Austria furious at re-opening of nuclear plant
"We were really aghast when we heard that it's being taken back into use," was the angry comment from Herwig Schuster - spokesperson for the Austrian branch of Greenpeace.After numerous protests, from Austria in particular, the Bohunice V 2 nuclear power station, located just 100 km from Vienna, was officially closed at the end of last year. But now, because of the problems with the supply of gas from Russia, the Slovak government has indicated that it wants to bring the reactor back into use.
Greenpeace's Herwig Schuster argues that the re-opening would involve an enormous risk:
"Bohunice V 2 is an old Soviet-made power station. The casing is porous, and the level of protection so weak that anything that lands on it - an aircraft for example - would damage it". There are probably few countries in Europe where opposition to nuclear energy is as great as it is in Austria. In 1977, a small majority of Austrians voted against nuclear energy in a referendum. The only Austrian nuclear power station at Zwentendorf, which was due to be taken into service just a few months later, has been left since to become no more than a ruin. As things stand now, no Austrian politician would even dream of proposing the idea of building nuclear power stations.
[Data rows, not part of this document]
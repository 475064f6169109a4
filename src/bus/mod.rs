//! The message bus: addressable bounded data queues and trigger streams.
//!
//! The bus is the only component that talks to the [`Store`](crate::store::Store);
//! everything above it references string bus keys and never the store
//! directly. Two channel kinds share the key space:
//!
//! - **Data queues** (`network.node.port`): bounded FIFO buffers holding
//!   arbitrary payloads, drop-oldest on overflow.
//! - **Trigger streams** (`network.node`): bounded append-logs used purely to
//!   wake a listener. Payload delivery and scheduling are decoupled: a
//!   component is woken whenever *something* changed for it, then
//!   independently decides what to consume, tolerating coalesced or spurious
//!   wakes.
//!
//! Listener registration guarantees at most one active consumer per key;
//! re-registering cancels the previous listener first.

mod config;
mod listener;
mod message_bus;

pub use config::BusConfig;
pub use listener::{EventHandler, HandlerError};
pub use message_bus::MessageBus;
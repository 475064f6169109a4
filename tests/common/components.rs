//! Test components and factories shared across integration tests.

use async_trait::async_trait;
use parking_lot::Mutex;
use rustc_hash::FxHashMap;
use serde_json::Value;
use std::sync::atomic::{AtomicUsize, Ordering};
use std::sync::Arc;

use msgflow::component::{Component, ComponentError};
use msgflow::context::Context;
use msgflow::graph::{Graph, NodeSpec};
use msgflow::network::{ComponentFactory, NetworkError};
use msgflow::router::Router;

/// Shared lifecycle counters for one [`CountingComponent`].
#[derive(Clone, Default)]
pub struct LifecycleCounters {
    pub setups: Arc<AtomicUsize>,
    pub processes: Arc<AtomicUsize>,
    pub teardowns: Arc<AtomicUsize>,
}

impl LifecycleCounters {
    pub fn setups(&self) -> usize {
        self.setups.load(Ordering::SeqCst)
    }

    pub fn processes(&self) -> usize {
        self.processes.load(Ordering::SeqCst)
    }

    pub fn teardowns(&self) -> usize {
        self.teardowns.load(Ordering::SeqCst)
    }
}

/// Counts every lifecycle hook invocation.
pub struct CountingComponent {
    id: String,
    counters: LifecycleCounters,
}

impl CountingComponent {
    pub fn new(id: impl Into<String>) -> Self {
        Self {
            id: id.into(),
            counters: LifecycleCounters::default(),
        }
    }

    pub fn counters(&self) -> LifecycleCounters {
        self.counters.clone()
    }
}

#[async_trait]
impl Component for CountingComponent {
    fn id(&self) -> &str {
        &self.id
    }

    async fn setup(&self, _ctx: &Context) -> Result<(), ComponentError> {
        self.counters.setups.fetch_add(1, Ordering::SeqCst);
        Ok(())
    }

    async fn process(&self, _ctx: &Context) -> Result<(), ComponentError> {
        self.counters.processes.fetch_add(1, Ordering::SeqCst);
        Ok(())
    }

    async fn teardown(&self) -> Result<(), ComponentError> {
        self.counters.teardowns.fetch_add(1, Ordering::SeqCst);
        Ok(())
    }
}

/// Emits one `{port: payload}` envelope towards the router on every trigger.
pub struct EmitOnProcess {
    id: String,
    port: String,
    payload: Value,
}

impl EmitOnProcess {
    pub fn new(id: impl Into<String>, port: impl Into<String>, payload: Value) -> Self {
        Self {
            id: id.into(),
            port: port.into(),
            payload,
        }
    }
}

#[async_trait]
impl Component for EmitOnProcess {
    fn id(&self) -> &str {
        &self.id
    }

    async fn process(&self, ctx: &Context) -> Result<(), ComponentError> {
        let mut data = FxHashMap::default();
        data.insert(self.port.clone(), self.payload.clone());
        ctx.output.send(data).await?;
        Ok(())
    }
}

/// Drains one input port into a shared vector on every trigger.
pub struct CollectingComponent {
    id: String,
    port: String,
    seen: Arc<Mutex<Vec<Value>>>,
}

impl CollectingComponent {
    pub fn new(id: impl Into<String>, port: impl Into<String>) -> Self {
        Self {
            id: id.into(),
            port: port.into(),
            seen: Arc::default(),
        }
    }

    pub fn seen(&self) -> Arc<Mutex<Vec<Value>>> {
        Arc::clone(&self.seen)
    }
}

#[async_trait]
impl Component for CollectingComponent {
    fn id(&self) -> &str {
        &self.id
    }

    async fn process(&self, ctx: &Context) -> Result<(), ComponentError> {
        while let Some(value) = ctx.input.get_data(self.port.as_str()).await? {
            self.seen.lock().push(value);
        }
        Ok(())
    }
}

/// Fails every `process` call, counting the attempts.
pub struct FailingComponent {
    id: String,
    pub attempts: Arc<AtomicUsize>,
}

impl FailingComponent {
    pub fn new(id: impl Into<String>) -> Self {
        Self {
            id: id.into(),
            attempts: Arc::default(),
        }
    }
}

#[async_trait]
impl Component for FailingComponent {
    fn id(&self) -> &str {
        &self.id
    }

    async fn process(&self, _ctx: &Context) -> Result<(), ComponentError> {
        self.attempts.fetch_add(1, Ordering::SeqCst);
        Err(ComponentError::failed("always fails"))
    }
}

/// Chronological log of lifecycle transitions, `"setup:<id>"` /
/// `"teardown:<id>"`.
pub type LifecycleLog = Arc<Mutex<Vec<String>>>;

/// Forwards every hook to the wrapped component, recording setup/teardown
/// order.
pub struct Recorded {
    inner: Arc<dyn Component>,
    log: LifecycleLog,
}

impl Recorded {
    pub fn wrap(inner: Arc<dyn Component>, log: LifecycleLog) -> Arc<dyn Component> {
        Arc::new(Self { inner, log })
    }
}

#[async_trait]
impl Component for Recorded {
    fn id(&self) -> &str {
        self.inner.id()
    }

    async fn setup(&self, ctx: &Context) -> Result<(), ComponentError> {
        self.log.lock().push(format!("setup:{}", self.inner.id()));
        self.inner.setup(ctx).await
    }

    async fn process(&self, ctx: &Context) -> Result<(), ComponentError> {
        self.inner.process(ctx).await
    }

    async fn teardown(&self) -> Result<(), ComponentError> {
        self.log.lock().push(format!("teardown:{}", self.inner.id()));
        self.inner.teardown().await
    }
}

/// Factory that refuses to build one node type, succeeding for everything
/// else.
pub struct BrittleFactory {
    fail_type: String,
}

impl BrittleFactory {
    pub fn failing_on(fail_type: impl Into<String>) -> Self {
        Self {
            fail_type: fail_type.into(),
        }
    }
}

impl ComponentFactory for BrittleFactory {
    fn build(&self, spec: &NodeSpec) -> Result<Arc<dyn Component>, NetworkError> {
        if spec.node_type == self.fail_type {
            return Err(NetworkError::construction(
                spec.id.clone(),
                "no constructor for this type",
            ));
        }
        Ok(Arc::new(CountingComponent::new(spec.id.clone())))
    }
}

/// Factory test double: every built component (router included) is wrapped
/// in a [`Recorded`], exposing the add/remove order of a hot reload.
#[derive(Default)]
pub struct RecordingFactory {
    pub log: LifecycleLog,
}

impl RecordingFactory {
    pub fn new() -> Self {
        Self::default()
    }
}

impl ComponentFactory for RecordingFactory {
    fn build(&self, spec: &NodeSpec) -> Result<Arc<dyn Component>, NetworkError> {
        Ok(Recorded::wrap(
            Arc::new(CountingComponent::new(spec.id.clone())),
            Arc::clone(&self.log),
        ))
    }

    fn build_router(
        &self,
        spec: &NodeSpec,
        graph: Arc<Graph>,
        from_port: &str,
    ) -> Result<Arc<dyn Component>, NetworkError> {
        Ok(Recorded::wrap(
            Arc::new(Router::new(spec.id.clone(), graph).with_from_port(from_port)),
            Arc::clone(&self.log),
        ))
    }
}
However, even though Austria is clearly a country without nuclear energy, its anti-nuclear lobby has always found enough to fight against. They have enough on their plate battling the nuclear-driven power plants stations in the country's neighbours, many of them located just the other side of the Austria's borders.
First it was the German reprocessing plant at Wackersdorf which caused a lot of commotion. That was enough to bring on a tumultuous demonstration back in 1987 when then Bavarian Prime Minister Frans-Josef Strauss visited Vienna's Opera Ball. With the rapprochement towards the former Eastern Bloc, the focus shifted to the ex-Communist nations of the Warsaw Pact.
According to Herwig Schuster, the Czech nuclear power station at Temelin may be more modern than Bohunice, but it's dangerous nevertheless:
"In recent years there have been more than 100 breakdowns, which just shows how badly they're running it."In the case of Slovenia's Krško power plant it's the location which is the main problem:
"Krško is located right in the middle of fault zone, where a major earthquake took place 200 years ago."
All in all it's no wonder that - as research has shown - Vienna comes in third place behind Saint Petersburg and Kiev as the European city most under 'threat' from nuclear power stations, despite Austria's own nuclear-free status.
Along with the pressure groups and anti-nuclear lobby, the Austrian government is also strongly against the re-opening of Bohunice. Its closure was specifically mentioned in the EU accession treaty with Slovakia, says Austrian Energy Minister Reinhold Mitterlehner:
"It's entirely clear that the closure of the Bohunice plant was a condition for the entry of Slovakia into the European Union. If Slovakia does not stick to the agreement, it would be in breach of the accession treaty. Even an emergency situation could not justify such a violation."
Minister Mitterlehner says that, what's more, Slovakia was given financial compensation for the closure of the nuclear power plant.
"Slovakia received about 614 million euro, not only to close the reactor, but also to develop alternative energy sources. And now we have to ask ourselves what has happened to that money. They should have taken the necessary measures to ensure sufficient power from other sources."
Meanwhile, Austria's Green Party has announced that it will hold a demonstration outside the Slovak embassy.
The Austrians claim that the gas problem with Russia is just an excuse, because only eight percent of Slovakia's energy actually comes from gas.
Nonetheless, the issue of dependence on Russian gas is also the subject of a lively debate in Austria. As long ago as 1968, Austria became the first West European country to become connected to the gas pipelines coming from the then Soviet Union. Since then, more than 60 percent of the country's gas needs have been met by Russia.
Some countries have received no supplies of Russian gas for days due to the dispute between Ukraine and Russia, which has still not been settled. In some Balkan countries, insufficient reserves have meant hundreds of thousands of people have been left without heating in bitterly cold weather. As a condition for its resumption of gas supplies, Russia insists that international observers be in place to ensure that Ukraine does not tap off some of the gas intended for the European market.